---------- Data extract

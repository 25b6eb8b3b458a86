//! Loads both views of the quote workbook: the vehicle catalog and the option price table.
//!
//! Without sheet settings, vehicles come from `工作表1` (or the first sheet) and option
//! prices from the sheet following the vehicle sheet in the same workbook, or the first
//! sheet of a separate one.
use crate::catalog::VehicleCatalog;
use crate::config::Settings;
use crate::config::SourceSettings;
use crate::error::QuoteError;
use crate::error::ResultMessage;
use crate::error::ResultOptionChain;
use crate::pricing::PriceTable;
use crate::spreadsheet::open_spreadsheet;
use crate::spreadsheet::read_first_sheet;
use crate::spreadsheet::sheet::Sheet;
use crate::spreadsheet::Spreadsheet;
use crate::spreadsheet::SpreadsheetError;
use glob::Pattern;

/// Sheet holding the vehicle catalog in the reference workbook.
pub const DEFAULT_VEHICLE_SHEET: &str = "工作表1";

/// Everything a quote needs from the workbook.
#[derive(Clone, Debug)]
pub struct Workbook {
    pub catalog: VehicleCatalog,
    pub prices: PriceTable,
}

impl Workbook {
    /// Opens the configured workbook(s) and reads both views.
    pub fn load(settings: &Settings) -> Result<Workbook, QuoteError> {
        let vehicle_file = settings.vehicle_file()?;
        let vehicle_name = vehicle_file.to_string_lossy().to_string();
        let mut vehicles = open_spreadsheet(&vehicle_name).with_prefix("Open vehicle workbook")?;

        let option_file = settings.option_file()?;
        if option_file == vehicle_file {
            return Self::from_spreadsheet(vehicles.as_mut(), settings);
        }
        let option_name = option_file.to_string_lossy().to_string();
        let mut options = open_spreadsheet(&option_name).with_prefix("Open option workbook")?;
        Self::from_spreadsheets(vehicles.as_mut(), options.as_mut(), settings)
    }

    /// Reads both views from a single workbook.
    pub fn from_spreadsheet(spreadsheet: &mut dyn Spreadsheet, settings: &Settings) -> Result<Workbook, QuoteError> {
        let (catalog, vehicle_sheet) = read_catalog(spreadsheet, settings)?;
        let option_sheet = option_sheet(&spreadsheet.sheet_names(), &vehicle_sheet);
        let prices = match (&settings.options.sheet, option_sheet) {
            (None, None) => {
                log::warn!("'{}' has no option sheet, no options will be offered", spreadsheet.name());
                PriceTable::default()
            }
            (_, option_sheet) => read_prices(spreadsheet, settings, option_sheet.as_deref())?,
        };
        Ok(Workbook { catalog, prices })
    }

    /// Reads vehicles and option prices from separate workbooks.
    pub fn from_spreadsheets(
        vehicles: &mut dyn Spreadsheet,
        options: &mut dyn Spreadsheet,
        settings: &Settings,
    ) -> Result<Workbook, QuoteError> {
        Ok(Workbook {
            catalog: read_catalog(vehicles, settings)?.0,
            prices: read_prices(options, settings, None)?,
        })
    }
}

/// Reads the vehicle catalog and returns it with the name of the sheet it came from.
fn read_catalog(spreadsheet: &mut dyn Spreadsheet, settings: &Settings) -> Result<(VehicleCatalog, String), QuoteError> {
    let source = &settings.vehicles;
    let sheet = match &source.sheet {
        Some(_) => read_sheet(spreadsheet, source, settings, None)?,
        None => read_optional_sheet(spreadsheet, source, settings, Some(DEFAULT_VEHICLE_SHEET))
            .ok_none_else(|| read_optional_sheet(spreadsheet, source, settings, None))?
            .ok_or_else(|| SpreadsheetError::SpreadsheetEmptyError(spreadsheet.name()))?,
    };
    let criteria = source.criteria(&settings.nulls)?;
    let table = sheet.table(&criteria.nulls)?;
    Ok((VehicleCatalog::from_table(&table, &settings.vehicle_columns)?, sheet.name))
}

/// Default option sheet: the first sheet after the vehicle sheet, else the first other sheet.
fn option_sheet(sheet_names: &[String], vehicle_sheet: &str) -> Option<String> {
    let position = sheet_names.iter().position(|name| name == vehicle_sheet).unwrap_or(0);
    sheet_names[position..]
        .iter()
        .chain(&sheet_names[..position])
        .find(|name| *name != vehicle_sheet)
        .cloned()
}

fn read_prices(spreadsheet: &mut dyn Spreadsheet, settings: &Settings, default_sheet: Option<&str>) -> Result<PriceTable, QuoteError> {
    let source = &settings.options;
    let sheet = read_sheet(spreadsheet, source, settings, default_sheet)?;
    let criteria = source.criteria(&settings.nulls)?;
    let table = sheet.table(&criteria.nulls)?;
    PriceTable::from_table(&table, &settings.option_columns)
}

/// Reads the configured sheet, or `default_sheet` when none is configured.
fn read_sheet(
    spreadsheet: &mut dyn Spreadsheet,
    source: &SourceSettings,
    settings: &Settings,
    default_sheet: Option<&str>,
) -> Result<Sheet, QuoteError> {
    let pattern = source.sheet.as_deref().or(default_sheet).unwrap_or("*").to_owned();
    read_optional_sheet(spreadsheet, source, settings, default_sheet)?
        .ok_or_else(|| SpreadsheetError::SheetNotFound(spreadsheet.name(), pattern).into())
}

fn read_optional_sheet(
    spreadsheet: &mut dyn Spreadsheet,
    source: &SourceSettings,
    settings: &Settings,
    default_sheet: Option<&str>,
) -> Result<Option<Sheet>, QuoteError> {
    let mut criteria = source.criteria(&settings.nulls)?;
    if let (None, Some(default_sheet)) = (&source.sheet, default_sheet) {
        criteria.sheet_name_patterns = Some(vec![Pattern::new(&Pattern::escape(default_sheet))?]);
    }
    read_first_sheet(spreadsheet, &criteria)
}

--------------------

== Problem details ==
In the material above, which lines contain "vehicles"? Copy each of them.

== Answer for this exercise ==
//! Without sheet settings, vehicles come from `工作表1` (or the first sheet) and option
        let mut vehicles = open_spreadsheet(&vehicle_name).with_prefix("Open vehicle workbook")?;
            return Self::from_spreadsheet(vehicles.as_mut(), settings);
        Self::from_spreadsheets(vehicles.as_mut(), options.as_mut(), settings)
    /// Reads vehicles and option prices from separate workbooks.
        vehicles: &mut dyn Spreadsheet,
            catalog: read_catalog(vehicles, settings)?.0,
    let source = &settings.vehicles;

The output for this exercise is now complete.